We’re calling for contributions for our Autumn 2021 edition of Green Agenda: on security and insecurity in politics and policy. Submit your short pitch to contribute to the debate on sustainability, social justice, peace and nonviolence, and democracy.
The notion of security has been used and abused across almost every area of political debate and policy in Australia. Successive governments have used it to justify: the unilateral, undebated deployment of Australian troops to Afghanistan, Iraq and Syria; the suspension of human rights law, including the suspension of citizenships, the rule of law, and the rights of Australians stranded overseas; closing our borders to those most in need, and turning those in the most desperate situations back to situations in which their lives are at risk; locking up children, inside and outside our shores; ever encroaching invasions into privacy online; the export of uranium from Aboriginal land, proposed development of nuclear power; spending billions on nuclear submarines and military planes.
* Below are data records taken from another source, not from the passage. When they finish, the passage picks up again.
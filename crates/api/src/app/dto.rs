use chrono::NaiveDate;
use serde::Deserialize;

use userbook_core::{DOB_FORMAT, DomainResult, User, UserDraft};

// -------------------------
// Request DTOs
// -------------------------

/// Body of create and update. Fields are optional so that a missing field is
/// reported by validation rather than as a malformed body.
#[derive(Debug, Deserialize)]
pub struct UserPayload {
    pub name: Option<String>,
    pub dob: Option<String>,
}

impl UserPayload {
    pub fn into_draft(self) -> DomainResult<UserDraft> {
        UserDraft::parse(self.name.as_deref(), self.dob.as_deref())
    }
}

// -------------------------
// JSON mapping helpers
// -------------------------

/// `{id, name, dob}` for create/update responses.
pub fn user_to_json(user: &User) -> serde_json::Value {
    serde_json::json!({
        "id": user.id.get(),
        "name": user.name,
        "dob": user.date_of_birth.format(DOB_FORMAT).to_string(),
    })
}

/// `{id, name, dob, age}` for read responses; `age` is computed against `today`.
pub fn user_view_to_json(user: &User, today: NaiveDate) -> serde_json::Value {
    serde_json::json!({
        "id": user.id.get(),
        "name": user.name,
        "dob": user.date_of_birth.format(DOB_FORMAT).to_string(),
        "age": user.age_on(today),
    })
}

#[cfg(test)]
mod tests {
    use super::*;
    use userbook_core::UserId;

    fn user() -> User {
        User {
            id: UserId::new(7),
            name: "Ada".to_string(),
            date_of_birth: NaiveDate::from_ymd_opt(2000, 6, 15).unwrap(),
        }
    }

    #[test]
    fn plain_user_has_no_age() {
        let json = user_to_json(&user());
        assert_eq!(json, serde_json::json!({"id": 7, "name": "Ada", "dob": "2000-06-15"}));
    }

    #[test]
    fn view_carries_age_for_today() {
        let json = user_view_to_json(&user(), NaiveDate::from_ymd_opt(2024, 6, 14).unwrap());
        assert_eq!(json["age"], 23);
        assert_eq!(json["dob"], "2000-06-15");
    }

    #[test]
    fn null_fields_deserialize_as_missing() {
        let payload: UserPayload = serde_json::from_str(r#"{"name": null}"#).unwrap();
        assert!(payload.name.is_none() && payload.dob.is_none());
        assert!(payload.into_draft().is_err());
    }
}
//! The user entity and its validated write form.

use chrono::NaiveDate;
use serde::{Deserialize, Serialize};

use crate::age::age_on;
use crate::error::{DomainError, DomainResult};
use crate::id::UserId;

/// Wire/storage format of a date of birth (`YYYY-MM-DD`).
pub const DOB_FORMAT: &str = "%Y-%m-%d";

const MSG_NAME_REQUIRED: &str = "name is required";
const MSG_DOB_REQUIRED: &str = "dob is required";
const MSG_DOB_FORMAT: &str = "invalid dob format (YYYY-MM-DD)";

/// A persisted user.
///
/// Invariant: `name` is non-empty. `id` is assigned by the store and never
/// changes afterwards.
#[derive(Debug, Clone, PartialEq, Eq, Serialize, Deserialize)]
pub struct User {
    pub id: UserId,
    pub name: String,
    pub date_of_birth: NaiveDate,
}

impl User {
    /// Age in completed years as of `today`. Recomputed on every read.
    pub fn age_on(&self, today: NaiveDate) -> i32 {
        age_on(self.date_of_birth, today)
    }
}

/// Validated input for creating or replacing a user.
///
/// Only constructible through [`UserDraft::parse`] (or [`UserDraft::new`]
/// for already-typed values), so a draft handed to a store always satisfies
/// the `User` invariants.
#[derive(Debug, Clone, PartialEq, Eq)]
pub struct UserDraft {
    name: String,
    date_of_birth: NaiveDate,
}

impl UserDraft {
    pub fn new(name: impl Into<String>, date_of_birth: NaiveDate) -> DomainResult<Self> {
        let name = name.into();
        if name.is_empty() {
            return Err(DomainError::validation(MSG_NAME_REQUIRED));
        }
        Ok(Self { name, date_of_birth })
    }

    /// Validate raw request fields.
    ///
    /// Required-field failures are reported together (`"; "`-joined). A
    /// present but malformed `dob` is reported separately with the expected
    /// format.
    pub fn parse(name: Option<&str>, dob: Option<&str>) -> DomainResult<Self> {
        let name = name.filter(|n| !n.is_empty());
        let dob = dob.filter(|d| !d.is_empty());

        let mut missing = Vec::new();
        if name.is_none() {
            missing.push(MSG_NAME_REQUIRED);
        }
        if dob.is_none() {
            missing.push(MSG_DOB_REQUIRED);
        }

        match (name, dob) {
            (Some(name), Some(dob)) => {
                let date_of_birth = parse_dob(dob)?;
                Ok(Self {
                    name: name.to_string(),
                    date_of_birth,
                })
            }
            _ => Err(DomainError::validation(missing.join("; "))),
        }
    }

    pub fn name(&self) -> &str {
        &self.name
    }

    pub fn date_of_birth(&self) -> NaiveDate {
        self.date_of_birth
    }

    /// Materialize the draft as a stored user with the given id.
    pub fn into_user(self, id: UserId) -> User {
        User {
            id,
            name: self.name,
            date_of_birth: self.date_of_birth,
        }
    }
}

/// Parse a strict `DDDD-DD-DD` calendar date.
///
/// chrono's `%Y`/`%m`/`%d` accept unpadded and signed fields, so the shape is
/// checked first.
pub fn parse_dob(raw: &str) -> DomainResult<NaiveDate> {
    let bytes = raw.as_bytes();
    let well_formed = bytes.len() == 10
        && bytes.iter().enumerate().all(|(i, b)| match i {
            4 | 7 => *b == b'-',
            _ => b.is_ascii_digit(),
        });
    if !well_formed {
        return Err(DomainError::validation(MSG_DOB_FORMAT));
    }

    NaiveDate::parse_from_str(raw, DOB_FORMAT).map_err(|_| DomainError::validation(MSG_DOB_FORMAT))
}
The Covid-19 pandemic offered a new opportunity for both the Federal and State governments to translate this rhetoric and action into public health. Instead of providing masks, safe places to isolate, and the care required to address needs of communities, governments at all levels have used the public health crisis to expand the hard security ideals of the carceral state, handing more power to police, punishing already marginalised communities further with fines, and hardening our already concrete border, even, this time, to Australian citizens.
Such a conception of security sees force, coercion and threat as the only means of control and of achieving policy and political outcomes. It hands power to police and militaries, without considering the myriad ways in which these powers are used to create insecurity for Aboriginal and Torres Strait Islanders, for trans people, for people with disabilities, for asylum seekers, for those without homes, for our neighbours in the Pacific, for women – the list goes on. It’s narrowed focus overlooks threats to security like climate change, failing to see the ways that its reality threatens our lives. It overlooks the threat of the patriarchy, and the insecurity for women that this creates in institutions all over the country. It overlooks the threat of racism, and how oppression destroys trust in one another, and makes us less safe.
In the Autumn 2021 edition, we’re asking how we can and must reconceive security and insecurity, and what political and policy opportunities can open when we shift away from the carceral frame of reference so common to Australian politics.
What would it look like to create security in Australia that upholds rights, that is feminist, that is relational? What does this look like on a personal level: in relationships, on our dinner tables, in how we are housed? What would it mean to reconceive “national security” – used to justify so much atrocity and silence – as something that actually results in more safety for individuals, for the region, and internationally? What are the practices, methods, policies that we need to work with and toward to get us closer to this vision?
We’d love to receive proposals from a range of policy and practice areas: protecting and sustaining the environment, inequality, housing, food and consumption, data and technology, green campaigning strategies, the future of work, rebuilding a just economy, a decolonised future – please get in touch with your ideas.
There are also some great pieces already here at Green Agenda, particularly in our Social Justice and Peace sections, that you can look to for inspiration.
Submitting a pitch – deadline 11 April 2021
We welcome contributions from everyone. Contributions from young people, First Nations people, women, members of the LGBTIQA+ community, and people from within the Asia-Pacific region are especially encouraged. You are also welcome to submit a co-authored piece.
We are looking for short opinion pieces, policy, politics and practice reflections, and are also open to photo essays or other creative pieces.
To submit a pitch summarising your piece or idea, of no more than 200 words, fill in our Contributions Form. Please include “Autumn Edition 2021 Pitch” at the start of your brief. Final written pieces need to be a minimum of 1000 words (1000-2500 words is ideal) or of equivalent contribution if in another medium.
We also ask those with successful submissions to participate in a one hour webinar with Green Agenda.
We are pleased to able to compensate authors for their pieces. Commissioned authors will be paid $200 for their piece.
The deadline for abstracts is 15 May 2020, with approximately four weeks from commission agreement to submit.